WORK INSTRUCTION
Only part of the listing is needed, namely the lines from its start through the line with "pub use driver::Stusb4500;", and they should be retyped exactly.

+ + + + +

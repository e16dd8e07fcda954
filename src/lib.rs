//! STUSB4500 NVM driver
//!
//! Reads the five NVM sectors of the STUSB4500 USB-PD sink controller into a
//! 40-byte mirror, decodes PDO requests and configuration flags from it, and
//! writes the mirror back through the chip's test-mode erase/program sequence.
//! no-std, blocking by default with an `async` twin API, optional defmt support.

#![no_std]

pub mod data_types;
pub mod driver;
pub mod error;
pub mod image;
pub mod nvm;
pub mod registers;

pub use data_types::{Config, Pdo, PollLimit};
pub use driver::Stusb4500;
pub use error::Error;
pub use image::SectorImage;
pub use registers::{DEFAULT_I2C_ADDRESS, FACTORY_DEFAULTS};
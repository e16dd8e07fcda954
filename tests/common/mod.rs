//! Expected I2C traffic shared by the mock-bus tests.

#![allow(dead_code)]

use embedded_hal_mock::eh1::i2c::Transaction as I2cTrans;

pub const ADDR: u8 = 0x28;

/// Index of the exit burst in [`write_sequence`].
pub const WRITE_EXIT_AT: usize = 53;

pub fn w(bytes: &[u8]) -> I2cTrans {
    I2cTrans::write(ADDR, bytes.to_vec())
}

pub fn ready() -> I2cTrans {
    I2cTrans::write_read(ADDR, vec![0x96], vec![0x00])
}

pub fn busy() -> I2cTrans {
    I2cTrans::write_read(ADDR, vec![0x96], vec![0xD0])
}

pub fn enter_test_mode() -> Vec<I2cTrans> {
    vec![w(&[0x95, 0x47]), w(&[0x96, 0x00]), w(&[0x96, 0xC0])]
}

pub fn exit_test_mode() -> Vec<I2cTrans> {
    vec![w(&[0x96, 0x40, 0x00]), w(&[0x95, 0x00])]
}

/// Opcode setup for a sector read, up to (not including) the first status read.
pub fn read_sector_setup(sector: u8) -> Vec<I2cTrans> {
    vec![w(&[0x96, 0xC0]), w(&[0x97, 0x00]), w(&[0x96, 0xD0 | sector])]
}

pub fn read_sequence(image: &[u8; 40]) -> Vec<I2cTrans> {
    let mut seq = enter_test_mode();
    for sector in 0..5u8 {
        let start = sector as usize * 8;
        seq.extend(read_sector_setup(sector));
        seq.push(ready());
        seq.push(I2cTrans::write_read(
            ADDR,
            vec![0x53],
            image[start..start + 8].to_vec(),
        ));
    }
    seq.extend(exit_test_mode());
    seq
}

pub fn write_sequence(image: &[u8; 40]) -> Vec<I2cTrans> {
    let mut seq = enter_test_mode();
    seq.push(w(&[0x53, 0x00]));
    // WRITE_SER with all five sectors, soft program, erase
    for ctrl1 in [0xFA, 0x07, 0x05] {
        seq.push(w(&[0x97, ctrl1]));
        seq.push(w(&[0x96, 0xD0]));
        seq.push(ready());
    }
    for sector in 0..5u8 {
        let start = sector as usize * 8;
        let mut load = vec![0x53];
        load.extend_from_slice(&image[start..start + 8]);
        seq.push(I2cTrans::write(ADDR, load));
        seq.push(w(&[0x96, 0xC0]));
        seq.push(w(&[0x97, 0x01]));
        seq.push(w(&[0x96, 0xD0]));
        seq.push(ready());
        seq.push(w(&[0x97, 0x06]));
        seq.push(w(&[0x96, 0xD0 | sector]));
        seq.push(ready());
    }
    seq.extend(exit_test_mode());
    seq
}

/// `seq` cut after `fail_at`, with that transaction failing.
pub fn failing_at(mut seq: Vec<I2cTrans>, fail_at: usize) -> Vec<I2cTrans> {
    seq.truncate(fail_at + 1);
    let failing = seq
        .pop()
        .expect("fail_at within sequence")
        .with_error(embedded_hal::i2c::ErrorKind::Other);
    seq.push(failing);
    seq
}
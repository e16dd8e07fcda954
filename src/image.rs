//! In-memory mirror of the five NVM sectors and the parameter codec on top of it.
//!
//! Every accessor is a pure function of fixed byte offsets; setters rewrite only
//! their own field mask and leave the rest of the byte alone.

use crate::data_types::{GpioControl, Pdo, PdoSettings, PowerOkConfig};
use crate::error::InvalidBufferLength;
use crate::registers::{
    FACTORY_DEFAULTS, FLEX_CURRENT_LSB_MA, NVM_SIZE, PDO1_VOLTAGE_MV, SECTOR_COUNT, SECTOR_SIZE,
    VOLTAGE_LIMIT_OFFSET_PCT, code_to_current_ma, code_to_limit_pct, code_to_pdo2_voltage_mv,
    code_to_pdo3_voltage_mv, current_ma_to_code, pdo2_voltage_mv_to_code, pdo3_voltage_mv_to_code,
};

/// Byte offsets into the 40-byte image.
mod offset {
    /// Sector 1: GPIO function.
    pub const GPIO_CFG: usize = 8;
    /// Sector 3: PDO1 current, PDO count, flags; low byte of PDO3 voltage.
    pub const PDO1_CFG: usize = 26;
    /// PDO1 upper limit (bits 7-4), PDO3 voltage bits 9-8 (bits 1-0).
    pub const PDO1_LIMIT: usize = 27;
    /// PDO2 lower limit (bits 7-4), PDO2 current (bits 3-0).
    pub const PDO2_CFG: usize = 28;
    /// PDO3 current (bits 7-4), PDO2 upper limit (bits 3-0).
    pub const PDO3_CFG: usize = 29;
    /// PDO3 upper limit (bits 7-4), PDO3 lower limit (bits 3-0).
    pub const PDO3_LIMIT: usize = 30;
    /// Sector 4: PDO2 voltage.
    pub const PDO2_VOLTAGE: usize = 33;
    /// Flex current bits 5-0 (bits 7-2).
    pub const FLEX_LOW: usize = 35;
    /// Flex current bits 9-6 (bits 3-0), POWER_OK config (bits 6-5).
    pub const FLEX_HIGH: usize = 36;
    /// POWER_ONLY_ABOVE_5V (bit 3), REQ_SRC_CURRENT (bit 4).
    pub const POWER_FLAGS: usize = 38;
}

/// Raw NVM contents: 5 sectors of 8 bytes.
#[cfg_attr(feature = "defmt", derive(defmt::Format))]
#[derive(Clone, Copy, Debug, Eq, PartialEq)]
pub struct SectorImage([u8; NVM_SIZE]);

impl SectorImage {
    pub const fn zeroed() -> Self {
        Self([0; NVM_SIZE])
    }

    pub const fn factory_defaults() -> Self {
        Self(FACTORY_DEFAULTS)
    }

    pub const fn from_bytes(bytes: [u8; NVM_SIZE]) -> Self {
        Self(bytes)
    }

    pub fn as_bytes(&self) -> &[u8; NVM_SIZE] {
        &self.0
    }

    pub fn into_bytes(self) -> [u8; NVM_SIZE] {
        self.0
    }

    /// Raw bytes of sector `index` (0-4).
    pub fn sector(&self, index: usize) -> Option<&[u8; SECTOR_SIZE]> {
        if index >= SECTOR_COUNT {
            return None;
        }
        self.0[index * SECTOR_SIZE..(index + 1) * SECTOR_SIZE]
            .try_into()
            .ok()
    }

    pub(crate) fn sector_mut(&mut self, index: usize) -> &mut [u8] {
        &mut self.0[index * SECTOR_SIZE..(index + 1) * SECTOR_SIZE]
    }

    /// Byte-for-byte comparison against [`FACTORY_DEFAULTS`].
    pub fn is_factory_defaults(&self) -> bool {
        self.0 == FACTORY_DEFAULTS
    }

    fn byte(&self, offset: usize) -> u8 {
        self.0[offset]
    }

    fn update_byte(&mut self, offset: usize, mask: u8, value: u8) {
        let cur = self.0[offset];
        self.0[offset] = (cur & !mask) | (value & mask);
    }

    /// Requested voltage in mV. PDO1 is always 5 V.
    pub fn voltage_mv(&self, pdo: Pdo) -> u16 {
        match pdo {
            Pdo::Pdo1 => PDO1_VOLTAGE_MV,
            Pdo::Pdo2 => code_to_pdo2_voltage_mv(self.byte(offset::PDO2_VOLTAGE)),
            Pdo::Pdo3 => {
                let code = ((self.byte(offset::PDO1_LIMIT) as u16 & 0x03) << 8)
                    | self.byte(offset::PDO1_CFG) as u16;
                code_to_pdo3_voltage_mv(code)
            }
        }
    }

    /// Set the requested voltage (clamped to 5-20 V). PDO1 is fixed, so this is a no-op for it.
    pub fn set_voltage_mv(&mut self, pdo: Pdo, mv: u16) {
        match pdo {
            Pdo::Pdo1 => {}
            Pdo::Pdo2 => self.update_byte(offset::PDO2_VOLTAGE, 0xFF, pdo2_voltage_mv_to_code(mv)),
            Pdo::Pdo3 => {
                let code = pdo3_voltage_mv_to_code(mv);
                self.update_byte(offset::PDO1_CFG, 0xFF, code as u8);
                self.update_byte(offset::PDO1_LIMIT, 0x03, (code >> 8) as u8);
            }
        }
    }

    /// Requested operating current in mA.
    pub fn current_ma(&self, pdo: Pdo) -> u16 {
        let code = match pdo {
            Pdo::Pdo1 => self.byte(offset::PDO1_CFG) >> 4,
            Pdo::Pdo2 => self.byte(offset::PDO2_CFG) & 0x0F,
            Pdo::Pdo3 => self.byte(offset::PDO3_CFG) >> 4,
        };
        code_to_current_ma(code)
    }

    /// Set the requested current, quantized to the nearest nibble step (clamped to 5 A).
    pub fn set_current_ma(&mut self, pdo: Pdo, ma: u16) {
        let code = current_ma_to_code(ma);
        match pdo {
            Pdo::Pdo1 => self.update_byte(offset::PDO1_CFG, 0xF0, code << 4),
            Pdo::Pdo2 => self.update_byte(offset::PDO2_CFG, 0x0F, code),
            Pdo::Pdo3 => self.update_byte(offset::PDO3_CFG, 0xF0, code << 4),
        }
    }

    /// Under-voltage lockout margin in percent (5-20). Fixed at 5 for PDO1.
    pub fn lower_voltage_limit(&self, pdo: Pdo) -> u8 {
        match pdo {
            Pdo::Pdo1 => VOLTAGE_LIMIT_OFFSET_PCT,
            Pdo::Pdo2 => code_to_limit_pct(self.byte(offset::PDO2_CFG) >> 4),
            Pdo::Pdo3 => code_to_limit_pct(self.byte(offset::PDO3_LIMIT)),
        }
    }

    /// Over-voltage lockout margin in percent (5-20).
    pub fn upper_voltage_limit(&self, pdo: Pdo) -> u8 {
        match pdo {
            Pdo::Pdo1 => code_to_limit_pct(self.byte(offset::PDO1_LIMIT) >> 4),
            Pdo::Pdo2 => code_to_limit_pct(self.byte(offset::PDO3_CFG)),
            Pdo::Pdo3 => code_to_limit_pct(self.byte(offset::PDO3_LIMIT) >> 4),
        }
    }

    pub fn pdo_settings(&self, pdo: Pdo) -> PdoSettings {
        PdoSettings {
            voltage_mv: self.voltage_mv(pdo),
            current_ma: self.current_ma(pdo),
            lower_limit_pct: self.lower_voltage_limit(pdo),
            upper_limit_pct: self.upper_voltage_limit(pdo),
        }
    }

    /// Current used for PDO requests when the flex current option is active, in mA.
    pub fn flex_current_ma(&self) -> u16 {
        let high = (self.byte(offset::FLEX_HIGH) & 0x0F) as u16;
        let low = (self.byte(offset::FLEX_LOW) >> 2) as u16;
        ((high << 6) | low) * FLEX_CURRENT_LSB_MA
    }

    /// Number of sink PDOs advertised (0-3).
    pub fn pdo_number(&self) -> u8 {
        (self.byte(offset::PDO1_CFG) >> 1) & 0x03
    }

    pub fn external_power(&self) -> bool {
        self.byte(offset::PDO1_CFG) & 0x08 != 0
    }

    pub fn usb_comm_capable(&self) -> bool {
        self.byte(offset::PDO1_CFG) & 0x01 != 0
    }

    pub fn power_ok_config(&self) -> PowerOkConfig {
        PowerOkConfig::from_bits(self.byte(offset::FLEX_HIGH) >> 5)
    }

    pub fn gpio_control(&self) -> GpioControl {
        GpioControl::from_bits(self.byte(offset::GPIO_CFG) >> 4)
    }

    pub fn power_above_5v_only(&self) -> bool {
        self.byte(offset::POWER_FLAGS) & 0x08 != 0
    }

    pub fn req_src_current(&self) -> bool {
        self.byte(offset::POWER_FLAGS) & 0x10 != 0
    }
}

impl Default for SectorImage {
    fn default() -> Self {
        Self::zeroed()
    }
}

impl From<[u8; NVM_SIZE]> for SectorImage {
    fn from(bytes: [u8; NVM_SIZE]) -> Self {
        Self(bytes)
    }
}

impl TryFrom<&[u8]> for SectorImage {
    type Error = InvalidBufferLength;

    fn try_from(bytes: &[u8]) -> Result<Self, Self::Error> {
        let bytes: [u8; NVM_SIZE] = bytes
            .try_into()
            .map_err(|_| InvalidBufferLength(bytes.len()))?;
        Ok(Self(bytes))
    }
}

impl AsRef<[u8]> for SectorImage {
    fn as_ref(&self) -> &[u8] {
        &self.0
    }
}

+ + + + +

REPLY TO THE EXERCISE
repository e16dd8e07fcda954
filename src/lib.rs
//! STUSB4500 NVM driver
//!
//! Reads the five NVM sectors of the STUSB4500 USB-PD sink controller into a
//! 40-byte mirror, decodes PDO requests and configuration flags from it, and
//! writes the mirror back through the chip's test-mode erase/program sequence.
//! no-std, blocking by default with an `async` twin API, optional defmt support.

#![no_std]

pub mod data_types;
pub mod driver;
pub mod error;
pub mod image;
pub mod nvm;
pub mod registers;

pub use data_types::{Config, Pdo, PollLimit};
pub use driver::Stusb4500;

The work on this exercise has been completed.